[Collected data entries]

^^^^

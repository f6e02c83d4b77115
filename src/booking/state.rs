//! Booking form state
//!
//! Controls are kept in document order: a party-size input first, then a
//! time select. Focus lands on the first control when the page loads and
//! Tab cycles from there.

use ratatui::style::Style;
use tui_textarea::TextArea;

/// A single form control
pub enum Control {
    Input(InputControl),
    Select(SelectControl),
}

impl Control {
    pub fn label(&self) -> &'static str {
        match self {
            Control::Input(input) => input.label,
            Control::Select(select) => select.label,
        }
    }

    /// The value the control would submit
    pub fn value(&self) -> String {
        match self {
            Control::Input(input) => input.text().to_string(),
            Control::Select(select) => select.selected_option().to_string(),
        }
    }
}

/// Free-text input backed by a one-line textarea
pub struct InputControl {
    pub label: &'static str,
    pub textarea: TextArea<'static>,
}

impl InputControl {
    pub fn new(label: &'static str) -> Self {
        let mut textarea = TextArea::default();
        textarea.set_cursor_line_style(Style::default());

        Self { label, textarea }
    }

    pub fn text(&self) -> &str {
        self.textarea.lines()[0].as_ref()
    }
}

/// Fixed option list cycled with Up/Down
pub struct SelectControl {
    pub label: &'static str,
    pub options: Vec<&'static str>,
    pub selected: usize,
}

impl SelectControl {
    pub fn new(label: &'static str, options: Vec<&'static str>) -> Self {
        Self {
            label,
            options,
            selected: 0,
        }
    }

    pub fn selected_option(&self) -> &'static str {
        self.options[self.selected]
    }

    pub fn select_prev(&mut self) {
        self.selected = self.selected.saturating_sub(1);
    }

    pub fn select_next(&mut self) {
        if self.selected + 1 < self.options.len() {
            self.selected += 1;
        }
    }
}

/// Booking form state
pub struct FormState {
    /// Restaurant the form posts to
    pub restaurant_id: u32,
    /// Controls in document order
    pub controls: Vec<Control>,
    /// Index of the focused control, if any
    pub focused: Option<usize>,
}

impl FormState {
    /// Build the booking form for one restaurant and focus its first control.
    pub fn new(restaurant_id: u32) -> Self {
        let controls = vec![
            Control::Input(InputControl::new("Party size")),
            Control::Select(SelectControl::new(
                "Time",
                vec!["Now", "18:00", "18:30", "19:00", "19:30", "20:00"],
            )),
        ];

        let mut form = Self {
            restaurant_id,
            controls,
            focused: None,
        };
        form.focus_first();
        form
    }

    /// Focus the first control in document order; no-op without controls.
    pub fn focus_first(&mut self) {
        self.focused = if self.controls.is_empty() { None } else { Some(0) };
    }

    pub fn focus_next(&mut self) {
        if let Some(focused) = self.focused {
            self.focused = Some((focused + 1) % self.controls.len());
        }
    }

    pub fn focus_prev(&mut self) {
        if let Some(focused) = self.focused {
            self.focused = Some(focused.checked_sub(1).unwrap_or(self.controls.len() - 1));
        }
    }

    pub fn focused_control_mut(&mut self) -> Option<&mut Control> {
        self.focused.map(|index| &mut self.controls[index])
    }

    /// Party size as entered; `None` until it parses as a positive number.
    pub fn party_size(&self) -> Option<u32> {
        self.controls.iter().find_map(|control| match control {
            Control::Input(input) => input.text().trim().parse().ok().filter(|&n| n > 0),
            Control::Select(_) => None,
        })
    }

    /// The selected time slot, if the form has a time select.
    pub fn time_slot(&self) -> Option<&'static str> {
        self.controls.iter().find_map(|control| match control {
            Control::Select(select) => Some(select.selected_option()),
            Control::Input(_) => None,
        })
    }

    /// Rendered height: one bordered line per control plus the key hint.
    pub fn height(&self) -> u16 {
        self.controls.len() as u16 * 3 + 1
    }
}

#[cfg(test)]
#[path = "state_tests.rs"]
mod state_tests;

^^^^

What to produce: Give the number of lines in the records above that contain "default", with no other words.

Answer box: 2